Nick Sirianni just gave Kevin Patullo a vote of confidence. He didn’t have a choice.
The Eagles coach should not consider changing the play-calling duties. Changing coordinators this late into a season would introduce a whole new list of things that could go wrong.

The worst thing the Eagles can do right now is the thing that everybody wants them to do. Nick Sirianni isn’t going to do it. He has said it all season and he said it again on Monday, even though he did not need to. You don’t make a change in play-calling duties after a late afternoon road game in the week of Thanksgiving when you are scheduled to play on Friday. Even if Sirianni was entertaining the idea of demoting offensive coordinator Kevin Patullo, doing it this week is almost a non-starter.
But let’s be clear. He shouldn’t be entertaining such a move, short week or not. It doesn’t make sense on a practical level. It doesn’t make sense on a logistical level. And it certainly doesn’t make sense on an existential level, as the Eagles have seen before.
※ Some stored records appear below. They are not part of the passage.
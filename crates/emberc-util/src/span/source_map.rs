//! Source map for managing source files and computing line/column from byte offsets.

use std::sync::Arc;

use super::{FileId, Span};

/// A source file with its content and precomputed line-start table.
#[derive(Clone)]
pub struct SourceFile {
    id: FileId,
    name: String,
    content: Arc<str>,
    line_starts: Arc<[usize]>,
}

impl SourceFile {
    pub fn new(id: usize, name: impl Into<String>, content: impl Into<Arc<str>>) -> Self {
        let content = content.into();
        let line_starts = Self::compute_line_starts(&content);
        Self {
            id: FileId(id),
            name: name.into(),
            content,
            line_starts,
        }
    }

    fn compute_line_starts(content: &str) -> Arc<[usize]> {
        let mut line_starts = vec![0];
        for (i, ch) in content.char_indices() {
            if ch == '\n' {
                line_starts.push(i + 1);
            }
        }
        line_starts.into()
    }

    #[inline]
    pub fn id(&self) -> FileId {
        self.id
    }

    #[inline]
    pub fn name(&self) -> &str {
        &self.name
    }

    #[inline]
    pub fn content(&self) -> &str {
        &self.content
    }

    /// Resolve a byte offset to a 1-based `(line, column)` pair. `column` is
    /// a byte offset within the line, not a grapheme count (§6: positions
    /// are byte offsets throughout).
    pub fn line_col(&self, offset: usize) -> (u32, u32) {
        let line_idx = match self.line_starts.binary_search(&offset) {
            Ok(idx) => idx,
            Err(idx) => idx.saturating_sub(1),
        };
        let line_start = self.line_starts[line_idx];
        let column = (offset - line_start) as u32 + 1;
        (line_idx as u32 + 1, column)
    }

    pub fn span(&self, start: usize, end: usize) -> Span {
        let (line, column) = self.line_col(start);
        Span::with_file(start, end, self.id, line, column)
    }
}

/// A registry of [`SourceFile`]s, assigning [`FileId`]s in insertion order.
///
/// Per §5, files are independent: the source map never shares mutable state
/// across files beyond the append-only `Vec` below.
#[derive(Clone, Default)]
pub struct SourceMap {
    files: Vec<SourceFile>,
}

impl SourceMap {
    pub fn new() -> Self {
        Self::default()
    }

    pub fn add_file(&mut self, name: impl Into<String>, content: impl Into<Arc<str>>) -> FileId {
        let id = self.files.len();
        let file = SourceFile::new(id, name, content);
        let file_id = file.id();
        self.files.push(file);
        file_id
    }

    pub fn get(&self, id: FileId) -> Option<&SourceFile> {
        self.files.get(id.index())
    }
}

#[cfg(test)]
mod tests {
    use super::*;

    #[test]
    fn line_col_resolves_first_line() {
        let file = SourceFile::new(0, "a.em", "let x = 1;\nlet y = 2;\n");
        assert_eq!(file.line_col(0), (1, 1));
        assert_eq!(file.line_col(4), (1, 5));
    }

    #[test]
    fn line_col_resolves_second_line() {
        let file = SourceFile::new(0, "a.em", "let x = 1;\nlet y = 2;\n");
        let second_line_start = "let x = 1;\n".len();
        assert_eq!(file.line_col(second_line_start), (2, 1));
    }

    #[test]
    fn source_map_assigns_sequential_ids() {
        let mut map = SourceMap::new();
        let a = map.add_file("a.em", "let x = 1;");
        let b = map.add_file("b.em", "let y = 2;");
        assert_eq!(a.index(), 0);
        assert_eq!(b.index(), 1);
        assert_eq!(map.get(a).unwrap().content(), "let x = 1;");
        assert_eq!(map.get(b).unwrap().content(), "let y = 2;");
    }
}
“I feel like we’ve got the right people, as players, as coaches, that have had success, and we’re all searching for answers to make it more consistent,” Sirianni said Monday. “There’s some good things, there’s obviously some not so good things. We have to find the things that we can really hang our hat on and the complements that come off that.”
It matters not whether you believe him, or whether he believes himself. Whatever he or you or the players think of the job Patullo has done in his first 11 games calling plays, the important thing is that he is the one who has been doing it. It has been his voice over the headset. It has been his messaging in the meetings. From a command and control perspective alone, changing coordinators this late into a season would introduce a whole new list of things that could go wrong. But what really matters is the message such a move would send.
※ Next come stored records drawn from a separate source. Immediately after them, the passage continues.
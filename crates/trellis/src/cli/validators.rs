//! CLI input validation functions.
//!
//! These validators are used by clap's `value_parser` attribute to validate
//! user input at parse time, providing immediate feedback for invalid values.

use crate::config;

/// Validate a tenant id.
pub fn validate_tenant(s: &str) -> Result<String, String> {
    config::validate_id("tenant", s).map_err(|e| e.to_string())
}

/// Validate a product id.
pub fn validate_product(s: &str) -> Result<String, String> {
    config::validate_id("product", s).map_err(|e| e.to_string())
}

/// Validate a user id.
pub fn validate_user(s: &str) -> Result<String, String> {
    config::validate_id("user", s).map_err(|e| e.to_string())
}

/// Validate a display name: non-empty after trimming.
pub fn validate_name(s: &str) -> Result<String, String> {
    let trimmed = s.trim();
    if trimmed.is_empty() {
        return Err("Name cannot be empty".to_string());
    }
    Ok(trimmed.to_string())
}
Sirianni and the Eagles say they learned a lot of lessons a couple of years ago when their 10-1 start to the 2023 season ended with six losses in their last seven games. The biggest of those lessons is the one that so many of us can’t seem to wrap our heads around. Firing a coordinator this late into a season can do more harm than good, however much he deserves the blame.
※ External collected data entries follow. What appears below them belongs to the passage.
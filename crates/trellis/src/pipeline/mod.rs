//! The import pipeline.
//!
//! A run loads the seed context, reads and classifies the whole input, then
//! imports epics, features and tasks in three strictly ordered passes so that
//! every parent a record can point at has been resolved before the record is
//! seen. It finishes by reconciling the store against what it tracked.
//!
//! ```no_run
//! use trellis::pipeline::{ImportRequest, Pipeline};
//! use trellis::storage::{create_store, StoreBackend};
//! use std::path::Path;
//!
//! #[tokio::main(flavor = "current_thread")]
//! async fn main() -> anyhow::Result<()> {
//!     let mut store = create_store(StoreBackend::Jsonl(".trellis/store.jsonl".into())).await?;
//!     let request = ImportRequest::new("acme", "PROD-1", "USER-1");
//!     let report = Pipeline::new(store.as_mut(), request)
//!         .run_path(Path::new("issues.jsonl"))
//!         .await?;
//!     println!("created {}", report.total_created());
//!     Ok(())
//! }
//! ```

mod stage;
pub mod writer;

pub use stage::{PipelineStage, StageTracker};

use crate::cancel::CancelToken;
use crate::domain::external::ExternalIssue;
use crate::domain::{EntityKind, SeedContext, TenantId};
use crate::error::{Error, Result, SeedKind};
use crate::hierarchy::{ParentDecision, resolve_parent};
use crate::identity::{self, IdentityMaps, Resolution};
use crate::report::{self, Imported, KindReport, MalformedLine, RunReport, SkipReason};
use crate::storage::RecordStore;
use crate::vocabulary::{map_priority, map_status};
use chrono::{DateTime, Utc};
use futures::TryStreamExt;
use std::path::Path;
use tokio::io::AsyncRead;
use trellis_jsonl::JsonlReader;
use writer::ResolvedRecord;

/// Who and what an import writes as.
#[derive(Debug, Clone, PartialEq, Eq)]
pub struct ImportRequest {
    /// Tenant scoping every read and write
    pub tenant: TenantId,
    /// Product that must exist before anything is written
    pub product_id: String,
    /// User that must exist before anything is written
    pub user_id: String,
}

impl ImportRequest {
    /// Build a request.
    pub fn new(
        tenant: impl Into<String>,
        product_id: impl Into<String>,
        user_id: impl Into<String>,
    ) -> Self {
        Self {
            tenant: TenantId::new(tenant),
            product_id: product_id.into(),
            user_id: user_id.into(),
        }
    }
}

/// Input issues grouped by kind, input order preserved within each group.
#[derive(Debug, Default)]
struct Classified {
    epics: Vec<ExternalIssue>,
    features: Vec<ExternalIssue>,
    tasks: Vec<ExternalIssue>,
    unsupported: Vec<String>,
    malformed: Vec<MalformedLine>,
}

impl Classified {
    fn push(&mut self, issue: ExternalIssue) {
        match issue.kind() {
            Some(EntityKind::Epic) => self.epics.push(issue),
            Some(EntityKind::Feature) => self.features.push(issue),
            Some(EntityKind::Task) => self.tasks.push(issue),
            None => {
                tracing::info!(external_id = %issue.id, "Skipping unsupported issue type");
                self.unsupported.push(issue.id);
            }
        }
    }

    fn take(&mut self, kind: EntityKind) -> Vec<ExternalIssue> {
        std::mem::take(match kind {
            EntityKind::Epic => &mut self.epics,
            EntityKind::Feature => &mut self.features,
            EntityKind::Task => &mut self.tasks,
        })
    }
}

/// One import run against a store.
pub struct Pipeline<'a> {
    store: &'a mut dyn RecordStore,
    request: ImportRequest,
    cancel: CancelToken,
    imported_at: DateTime<Utc>,
    stage: StageTracker,
    identities: IdentityMaps,
}

impl std::fmt::Debug for Pipeline<'_> {
    fn fmt(&self, f: &mut std::fmt::Formatter<'_>) -> std::fmt::Result {
        f.debug_struct("Pipeline")
            .field("request", &self.request)
            .field("stage", &self.stage.current())
            .field("imported_at", &self.imported_at)
            .field("store", &"<dyn RecordStore>")
            .finish_non_exhaustive()
    }
}

impl<'a> Pipeline<'a> {
    /// Prepare a run. Nothing is read or written until [`run`](Self::run).
    pub fn new(store: &'a mut dyn RecordStore, request: ImportRequest) -> Self {
        Self {
            store,
            request,
            cancel: CancelToken::new(),
            imported_at: Utc::now(),
            stage: StageTracker::new(),
            identities: IdentityMaps::new(),
        }
    }

    /// Use `token` to stop the run between records.
    #[must_use]
    pub fn with_cancel_token(mut self, token: CancelToken) -> Self {
        self.cancel = token;
        self
    }

    /// Fix the timestamp used for defaulted record timestamps.
    #[must_use]
    pub fn with_import_time(mut self, imported_at: DateTime<Utc>) -> Self {
        self.imported_at = imported_at;
        self
    }

    /// Import the JSONL file at `path`.
    ///
    /// # Errors
    ///
    /// `Error::Input` if the file cannot be opened, plus everything
    /// [`run`](Self::run) returns.
    pub async fn run_path(self, path: &Path) -> Result<RunReport> {
        let file = tokio::fs::File::open(path)
            .await
            .map_err(|source| Error::Input {
                path: path.to_path_buf(),
                source,
            })?;
        self.run(file).await
    }

    /// Import every issue read from `input`.
    ///
    /// Per-record problems end up in the returned report. A cancelled run
    /// still returns a report, with `cancelled` set.
    ///
    /// # Errors
    ///
    /// - `Error::SeedMissing` if the product or user is absent; nothing is
    ///   written
    /// - `Error::Jsonl` if the input cannot be read
    /// - store errors from the seed lookups or reconciliation
    pub async fn run<R>(mut self, input: R) -> Result<RunReport>
    where
        R: AsyncRead + Unpin,
    {
        let seed = self.load_seed().await?;
        self.stage.advance(PipelineStage::SeedLoaded)?;

        let mut classified = self.read_input(input).await?;

        let mut kinds = Vec::with_capacity(EntityKind::ALL.len());
        for kind in EntityKind::ALL {
            if !self.cancel.is_cancelled() {
                let issues = classified.take(kind);
                kinds.push(self.import_pass(&seed, kind, &issues).await);
            }
            self.stage.advance(PipelineStage::after_pass(kind))?;
        }

        let reconciliation =
            report::reconcile(&*self.store, &self.request.tenant, &self.identities).await?;
        self.stage.advance(PipelineStage::Reported)?;

        let cancelled = self.cancel.is_cancelled();
        if cancelled {
            tracing::warn!("Import cancelled before completion");
        }
        self.stage.advance(PipelineStage::Done)?;

        Ok(RunReport {
            tenant: self.request.tenant,
            imported_at: self.imported_at,
            malformed_lines: classified.malformed,
            unsupported: classified.unsupported,
            kinds,
            reconciliation,
            cancelled,
        })
    }

    async fn load_seed(&self) -> Result<SeedContext> {
        let tenant = &self.request.tenant;

        let product = self
            .store
            .find_product(tenant, &self.request.product_id)
            .await?
            .ok_or_else(|| Error::SeedMissing {
                kind: SeedKind::Product,
                id: self.request.product_id.clone(),
                tenant: tenant.clone(),
            })?;
        let user = self
            .store
            .find_user(tenant, &self.request.user_id)
            .await?
            .ok_or_else(|| Error::SeedMissing {
                kind: SeedKind::User,
                id: self.request.user_id.clone(),
                tenant: tenant.clone(),
            })?;

        tracing::debug!(%tenant, product = %product.id, user = %user.id, "Seed context loaded");
        Ok(SeedContext {
            tenant_id: tenant.clone(),
            product,
            user,
        })
    }

    /// Read the whole input and group it by kind.
    async fn read_input<R>(&self, input: R) -> Result<Classified>
    where
        R: AsyncRead + Unpin,
    {
        let (stream, warnings) = JsonlReader::new(input).stream_resilient::<ExternalIssue>();
        let mut stream = std::pin::pin!(stream);
        let mut classified = Classified::default();

        while let Some(issue) = stream.try_next().await? {
            classified.push(issue);
            if self.cancel.is_cancelled() {
                break;
            }
        }

        classified.malformed = warnings
            .into_warnings()
            .into_iter()
            .map(MalformedLine::from)
            .collect();

        tracing::info!(
            epics = classified.epics.len(),
            features = classified.features.len(),
            tasks = classified.tasks.len(),
            unsupported = classified.unsupported.len(),
            malformed = classified.malformed.len(),
            "Input read"
        );
        Ok(classified)
    }

    async fn import_pass(
        &mut self,
        seed: &SeedContext,
        kind: EntityKind,
        issues: &[ExternalIssue],
    ) -> KindReport {
        let mut report = KindReport::new(kind);

        for issue in issues {
            if self.cancel.is_cancelled() {
                tracing::warn!(
                    kind = %kind,
                    remaining = issues.len() - report.outcomes.len(),
                    "Stopping pass"
                );
                break;
            }
            let result = self.import_one(seed, kind, issue).await;
            if let Err(reason) = &result {
                if !reason.is_failure() {
                    tracing::warn!(kind = %kind, external_id = %issue.id, %reason, "Skipped");
                }
            }
            report.push(&issue.id, result);
        }

        let summary = report.summary();
        tracing::info!(
            kind = %kind,
            created = summary.created,
            reused = summary.reused,
            skipped = summary.skipped,
            failed = summary.failed,
            "Pass complete"
        );
        report
    }

    async fn import_one(
        &mut self,
        seed: &SeedContext,
        kind: EntityKind,
        issue: &ExternalIssue,
    ) -> std::result::Result<Imported, SkipReason> {
        let resolution = identity::resolve(&*self.store, &seed.tenant_id, kind, &issue.id)
            .await
            .map_err(|e| {
                tracing::warn!(kind = %kind, external_id = %issue.id, error = %e, "Lookup failed");
                SkipReason::LookupFailure {
                    message: e.to_string(),
                }
            })?;

        if let Resolution::Existing(id) = resolution {
            tracing::info!(kind = %kind, external_id = %issue.id, %id, "Reused");
            self.identities.get_mut(kind).register(&issue.id, id.clone());
            return Ok(Imported::reused(id));
        }

        if issue.title.trim().is_empty() {
            return Err(SkipReason::InvalidRecord {
                reason: "title is blank".to_string(),
            });
        }
        let priority = map_priority(&issue.priority)
            .map_err(|e| SkipReason::UnresolvedPriority { value: e.value })?;
        let status = map_status(&issue.status, kind);

        let decision = resolve_parent(issue, kind, &self.identities);
        let parent = match &decision {
            ParentDecision::Parent { id, source } => Some((id, *source)),
            ParentDecision::Root => None,
            ParentDecision::Skip => return Err(SkipReason::UnresolvedParent),
        };

        let resolved = ResolvedRecord {
            kind,
            issue,
            parent,
            status,
            priority,
        };
        let imported = writer::create(&mut *self.store, seed, self.imported_at, resolved).await?;
        self.identities
            .get_mut(kind)
            .register(&issue.id, imported.internal_id.clone());
        Ok(imported)
    }
}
We all remember how the movie ended in 2023, right? When the Eagles stripped defensive coordinator Sean Desai of his play-calling duties on Dec. 17, the circumstances were remarkably similar to now. They were coming off two of their ugliest outings of the season, the second of them a 33-13 loss to the Cowboys at Dallas. But they were 10-3, still very much in the running for the top seed in the NFC playoffs, and only a few weeks removed from back-to-back statement wins over the Kansas City Chiefs and the Buffalo Bills. The ship was hardly sinking. Then Capt. Matt Patricia took charge.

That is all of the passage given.